The ruling has thrust the nation's largest death row to the forefront of a national debate on whether the U.S.' costly capital punishment system violates human rights. California officials have asked a federal appeals panel to overturn the 2014 court ruling, but if the federal judges determine the state's death penalty system is unconstitutional, it could lead to the reprieve of the more than 740 people on death row or at least an overhaul of the system to correct its problems.

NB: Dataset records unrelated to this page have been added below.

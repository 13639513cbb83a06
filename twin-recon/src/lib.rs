//! Twin Reconstruction Crate
//!
//! Drives an external multi-stage photogrammetry binary (COLMAP command
//! line conventions) one stage at a time and reports how far it got.
//!
//! ## Modules
//!
//! - [`stage`]: stage names and the engine state machine
//! - [`runner`]: blocking process execution with a timeout
//! - [`config`]: matching, feature and quality options
//! - [`engine`]: the stage driver itself
//!
//! Failures never escape as errors: a run always ends in a
//! [`ReconstructionStatus`], and the caller decides what a failure means.

pub mod config;
pub mod engine;
pub mod runner;
pub mod stage;

pub use config::{EngineConfig, FeatureMethod, MatchingStrategy, ParseOptionError, Quality};
pub use engine::{Availability, ReconstructionEngine, ReconstructionResult, ReconstructionStatus};
pub use runner::{CommandRunner, Invocation, ProcessRunner, RunError, RunOutput};
pub use stage::{EngineState, Stage, StageFailure};
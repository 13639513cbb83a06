//! Attribute value types.

use glam::{Vec2, Vec3};

/// Declared type of an attribute, as spelled in USDA.
#[derive(Debug, Clone, Copy, PartialEq, Eq, Hash)]
pub enum ValueType {
    Int,
    Float,
    Double,
    Token,
    String,
    Asset,
    Float2,
    Float3,
    Color3f,
    Point3f,
    Normal3f,
    IntArray,
    FloatArray,
    TokenArray,
    Float3Array,
    Color3fArray,
    Point3fArray,
    Normal3fArray,
    TexCoord2fArray,
}

impl ValueType {
    pub fn type_name(self) -> &'static str {
        match self {
            ValueType::Int => "int",
            ValueType::Float => "float",
            ValueType::Double => "double",
            ValueType::Token => "token",
            ValueType::String => "string",
            ValueType::Asset => "asset",
            ValueType::Float2 => "float2",
            ValueType::Float3 => "float3",
            ValueType::Color3f => "color3f",
            ValueType::Point3f => "point3f",
            ValueType::Normal3f => "normal3f",
            ValueType::IntArray => "int[]",
            ValueType::FloatArray => "float[]",
            ValueType::TokenArray => "token[]",
            ValueType::Float3Array => "float3[]",
            ValueType::Color3fArray => "color3f[]",
            ValueType::Point3fArray => "point3f[]",
            ValueType::Normal3fArray => "normal3f[]",
            ValueType::TexCoord2fArray => "texCoord2f[]",
        }
    }

    /// Whether `value` can be stored in an attribute of this type.
    pub fn accepts(self, value: &Value) -> bool {
        matches!(
            (self, value),
            (ValueType::Int, Value::Int(_))
                | (ValueType::Float, Value::Float(_))
                | (ValueType::Double, Value::Double(_))
                | (ValueType::Token, Value::Token(_))
                | (ValueType::String, Value::String(_))
                | (ValueType::Asset, Value::Asset(_))
                | (ValueType::Float2, Value::Vec2(_))
                | (
                    ValueType::Float3 | ValueType::Color3f | ValueType::Point3f | ValueType::Normal3f,
                    Value::Vec3(_)
                )
                | (ValueType::IntArray, Value::IntArray(_))
                | (ValueType::FloatArray, Value::FloatArray(_))
                | (ValueType::TokenArray, Value::TokenArray(_))
                | (ValueType::TexCoord2fArray, Value::Vec2Array(_))
                | (
                    ValueType::Float3Array
                        | ValueType::Color3fArray
                        | ValueType::Point3fArray
                        | ValueType::Normal3fArray,
                    Value::Vec3Array(_)
                )
        )
    }
}

/// A concrete attribute value.
#[derive(Debug, Clone, PartialEq)]
pub enum Value {
    Int(i32),
    Float(f32),
    Double(f64),
    Token(String),
    String(String),
    Asset(String),
    Vec2(Vec2),
    Vec3(Vec3),
    IntArray(Vec<i32>),
    FloatArray(Vec<f32>),
    TokenArray(Vec<String>),
    Vec2Array(Vec<Vec2>),
    Vec3Array(Vec<Vec3>),
}

impl Value {
    pub fn token(token: impl Into<String>) -> Self {
        Value::Token(token.into())
    }

    pub fn asset(path: impl Into<String>) -> Self {
        Value::Asset(path.into())
    }

    pub fn kind_name(&self) -> &'static str {
        match self {
            Value::Int(_) => "int",
            Value::Float(_) => "float",
            Value::Double(_) => "double",
            Value::Token(_) => "token",
            Value::String(_) => "string",
            Value::Asset(_) => "asset",
            Value::Vec2(_) => "vec2",
            Value::Vec3(_) => "vec3",
            Value::IntArray(_) => "int array",
            Value::FloatArray(_) => "float array",
            Value::TokenArray(_) => "token array",
            Value::Vec2Array(_) => "vec2 array",
            Value::Vec3Array(_) => "vec3 array",
        }
    }
}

The case could make its way to the U.S. Supreme Court, where a decision on the constitutionality of the death penalty would have national legal implications as more states debate the legal and human costs of capital punishment.

"I wouldn't be surprised if other states were to abolish the death penalty, whether that be because of California or a decline in use of the death penalty nationally," said Daniel Nagin, a professor at Carnegie Mellon University in Pittsburgh, Pennsylvania, who studies the death penalty. "There's clearly much less enthusiasm [for the death penalty]."

The Death Penalty In California

California has the highest number of people on death row in the country, outnumbering other states significantly. Florida has the 2nd highest number of death row inmates at 401, and Texas has about 271. Of the 900 people sentenced to death in California since 1978, 94 have died of natural causes and only 13 have been executed.

While other states don't have as many death row inmates, they carry out more executions. Since 1976, Texas has executed 528 inmates and Oklahoma has executed 112. California has not executed a prisoner in 9 years.

Capital punishment in California has created a staggering cost for taxpayers. Between 1978 and 2011, capital punishment cost California taxpayers more than $4 billion, which went toward pre-trial, trial and appeals costs, according to the Death Penalty Information Center, a non-profit organization that compiles data on the death penalty based in Washington, D.C..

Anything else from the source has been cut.